Grains and grain boundaries in highly crystalline monolayer molybdenum disulfide

TL;DR

This study advances the synthesis of highly crystalline monolayer molybdenum disulfide, revealing detailed microstructural features and their effects on optical and electrical properties, crucial for atomically thin electronic applications.

Contribution

It refines chemical vapor deposition to produce large, high-quality monolayer MoS2 with detailed microstructural analysis linking defects to optical and electrical behavior.

Findings

Triangular islands are single crystals.

Boundaries influence photoluminescence significantly.
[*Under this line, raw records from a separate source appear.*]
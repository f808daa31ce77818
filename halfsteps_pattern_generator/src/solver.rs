mod linear_solver;

pub use linear_solver::LinearHalfStepsSolver;

use crate::{
    parameters::PatternGeneratorParameters, pg_error::PatternGeneratorError, step_data::LeadingFoot,
};

/// Computes half-step walking features from flat step data.
///
/// `step_data` holds the 6 initial-step values followed by 7 values per step
/// (see [`crate::StepData`]). Feet headings in the result are in degrees.
pub trait HalfStepsSolver {
    fn produce_seq_slided_half_step_features(
        &self,
        parameters: &PatternGeneratorParameters,
        com_height: f64,
        step_data: &[f64],
        leading_foot: LeadingFoot,
    ) -> Result<StepFeatures, PatternGeneratorError>;
}

/// Parallel sample series produced by a solver, `size` entries each.
#[derive(Debug, Clone, Default, PartialEq)]
pub struct StepFeatures {
    pub left_foot_x: Vec<f64>,
    pub left_foot_y: Vec<f64>,
    pub left_foot_height: Vec<f64>,
    pub left_foot_orientation: Vec<f64>,
    pub right_foot_x: Vec<f64>,
    pub right_foot_y: Vec<f64>,
    pub right_foot_height: Vec<f64>,
    pub right_foot_orientation: Vec<f64>,
    pub com_x: Vec<f64>,
    pub com_y: Vec<f64>,
    pub zmp_x: Vec<f64>,
    pub zmp_y: Vec<f64>,
    pub size: usize,
}

impl StepFeatures {
    pub fn with_capacity(capacity: usize) -> Self {
        let series = || Vec::with_capacity(capacity);
        Self {
            left_foot_x: series(),
            left_foot_y: series(),
            left_foot_height: series(),
            left_foot_orientation: series(),
            right_foot_x: series(),
            right_foot_y: series(),
            right_foot_height: series(),
            right_foot_orientation: series(),
            com_x: series(),
            com_y: series(),
            zmp_x: series(),
            zmp_y: series(),
            size: 0,
        }
    }

    /// Append one sample. Feet are `[x, y, height, heading in degrees]`.
    pub fn push(
        &mut self,
        left_foot: [f64; 4],
        right_foot: [f64; 4],
        com: [f64; 2],
        zmp: [f64; 2],
    ) {
        self.left_foot_x.push(left_foot[0]);
        self.left_foot_y.push(left_foot[1]);
        self.left_foot_height.push(left_foot[2]);
        self.left_foot_orientation.push(left_foot[3]);
        self.right_foot_x.push(right_foot[0]);
        self.right_foot_y.push(right_foot[1]);
        self.right_foot_height.push(right_foot[2]);
        self.right_foot_orientation.push(right_foot[3]);
        self.com_x.push(com[0]);
        self.com_y.push(com[1]);
        self.zmp_x.push(zmp[0]);
        self.zmp_y.push(zmp[1]);
        self.size += 1;
    }

    fn series(&self) -> [(&'static str, &[f64]); 12] {
        [
            ("left_foot_x", self.left_foot_x.as_slice()),
            ("left_foot_y", self.left_foot_y.as_slice()),
            ("left_foot_height", self.left_foot_height.as_slice()),
            ("left_foot_orientation", self.left_foot_orientation.as_slice()),
            ("right_foot_x", self.right_foot_x.as_slice()),
            ("right_foot_y", self.right_foot_y.as_slice()),
            ("right_foot_height", self.right_foot_height.as_slice()),
            ("right_foot_orientation", self.right_foot_orientation.as_slice()),
            ("com_x", self.com_x.as_slice()),
            ("com_y", self.com_y.as_slice()),
            ("zmp_x", self.zmp_x.as_slice()),
            ("zmp_y", self.zmp_y.as_slice()),
        ]
    }

    /// Every series must have exactly `size` samples.
    pub fn check_consistency(&self) -> Result<(), PatternGeneratorError> {
        for (series, values) in self.series() {
            if values.len() != self.size {
                return Err(PatternGeneratorError::InconsistentStepFeatures {
                    series,
                    expected: self.size,
                    actual: values.len(),
                });
            }
        }
        Ok(())
    }
}

#[cfg(test)]
mod test {
    use super::*;

    #[test]
    fn test_push_keeps_series_aligned() {
        let mut features = StepFeatures::with_capacity(2);
        features.push([0.0, 0.19, 0.0, 0.0], [0.0, -0.19, 0.0, 0.0], [0.0, 0.0], [0.0, 0.0]);
        features.push([0.1, 0.19, 0.05, 5.0], [0.0, -0.19, 0.0, 0.0], [0.0, -0.01], [0.0, -0.19]);
        assert_eq!(features.size, 2);
        assert_eq!(features.left_foot_orientation, vec![0.0, 5.0]);
        assert_eq!(features.check_consistency(), Ok(()));
    }

    #[test]
    fn test_inconsistent_series() {
        let mut features = StepFeatures::default();
        features.push([0.0; 4], [0.0; 4], [0.0; 2], [0.0; 2]);
        features.zmp_y.pop();
        assert_eq!(
            features.check_consistency(),
            Err(PatternGeneratorError::InconsistentStepFeatures {
                series: "zmp_y",
                expected: 1,
                actual: 0,
            })
        );
    }
}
Defects induce localized mid-gap states.

Abstract

Recent progress in large-area synthesis of monolayer molybdenum disulfide, a new two-dimensional direct-bandgap semiconductor, is paving the way for applications in atomically thin electronics. Little is known, however, about the microstructure of this material. Here we have refined chemical vapor deposition synthesis to grow highly crystalline islands of monolayer molybdenum disulfide up to 120 um in size with optical and electrical properties comparable or superior to exfoliated samples. Using transmission electron microscopy, we correlate lattice orientation, edge morphology, and crystallinity with island shape to demonstrate that triangular islands are single crystals. The crystals merge to form faceted tilt and mirror boundaries that are stitched together by lines of 8- and 4- membered rings. Density functional theory reveals localized mid-gap states arising from these 8-4 defects. We find that mirror boundaries cause strong photoluminescence quenching while tilt boundaries cause strong enhancement. In contrast, the boundaries only slightly increase the measured in-plane electrical conductivity.